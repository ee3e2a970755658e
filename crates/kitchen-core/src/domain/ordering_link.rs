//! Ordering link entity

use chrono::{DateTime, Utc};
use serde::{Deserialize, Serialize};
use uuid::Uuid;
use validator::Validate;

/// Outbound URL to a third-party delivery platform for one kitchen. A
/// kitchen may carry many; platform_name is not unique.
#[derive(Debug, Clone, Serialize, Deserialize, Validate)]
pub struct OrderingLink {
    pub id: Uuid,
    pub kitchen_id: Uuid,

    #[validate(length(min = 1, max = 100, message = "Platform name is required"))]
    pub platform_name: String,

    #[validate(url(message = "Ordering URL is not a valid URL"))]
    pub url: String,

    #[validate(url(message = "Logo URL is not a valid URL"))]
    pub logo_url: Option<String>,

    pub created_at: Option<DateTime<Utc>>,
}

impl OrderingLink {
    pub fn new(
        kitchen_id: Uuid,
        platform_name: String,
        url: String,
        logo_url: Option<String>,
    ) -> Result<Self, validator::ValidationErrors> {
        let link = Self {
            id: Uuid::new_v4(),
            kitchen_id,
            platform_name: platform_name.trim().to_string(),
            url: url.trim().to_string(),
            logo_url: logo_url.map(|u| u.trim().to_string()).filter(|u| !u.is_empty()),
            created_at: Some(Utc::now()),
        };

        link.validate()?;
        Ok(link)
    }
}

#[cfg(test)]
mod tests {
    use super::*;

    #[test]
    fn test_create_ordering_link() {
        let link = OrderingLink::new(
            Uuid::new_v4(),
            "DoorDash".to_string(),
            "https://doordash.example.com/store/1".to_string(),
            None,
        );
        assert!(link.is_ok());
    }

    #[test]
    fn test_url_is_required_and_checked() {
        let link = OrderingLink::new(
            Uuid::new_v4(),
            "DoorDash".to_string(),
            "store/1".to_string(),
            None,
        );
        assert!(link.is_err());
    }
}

DESCRIPTION OF THE TASK — All entries are to be reproduced verbatim, with none omitted.

ANSWER TO THE EXERCISE —
repository ee3e2a970755658e
filename crates/kitchen-core/src/domain/ordering_link.rs
//! Ordering link entity

use chrono::{DateTime, Utc};
use serde::{Deserialize, Serialize};
use uuid::Uuid;
use validator::Validate;

/// Outbound URL to a third-party delivery platform for one kitchen. A
/// kitchen may carry many; platform_name is not unique.
#[derive(Debug, Clone, Serialize, Deserialize, Validate)]
pub struct OrderingLink {
    pub id: Uuid,
    pub kitchen_id: Uuid,

    #[validate(length(min = 1, max = 100, message = "Platform name is required"))]
    pub platform_name: String,

    #[validate(url(message = "Ordering URL is not a valid URL"))]
    pub url: String,

    #[validate(url(message = "Logo URL is not a valid URL"))]
    pub logo_url: Option<String>,

    pub created_at: Option<DateTime<Utc>>,
}

impl OrderingLink {
    pub fn new(
        kitchen_id: Uuid,
        platform_name: String,
        url: String,
        logo_url: Option<String>,
    ) -> Result<Self, validator::ValidationErrors> {
        let link = Self {
            id: Uuid::new_v4(),
            kitchen_id,
            platform_name: platform_name.trim().to_string(),
            url: url.trim().to_string(),
            logo_url: logo_url.map(|u| u.trim().to_string()).filter(|u| !u.is_empty()),
            created_at: Some(Utc::now()),
        };

        link.validate()?;
        Ok(link)
    }
}

#[cfg(test)]
mod tests {
    use super::*;

    #[test]
    fn test_create_ordering_link() {
        let link = OrderingLink::new(
            Uuid::new_v4(),
            "DoorDash".to_string(),
            "https://doordash.example.com/store/1".to_string(),
            None,
        );
        assert!(link.is_ok());
    }

    #[test]
    fn test_url_is_required_and_checked() {
        let link = OrderingLink::new(
            Uuid::new_v4(),
            "DoorDash".to_string(),
            "store/1".to_string(),
            None,
        );
        assert!(link.is_err());
    }
}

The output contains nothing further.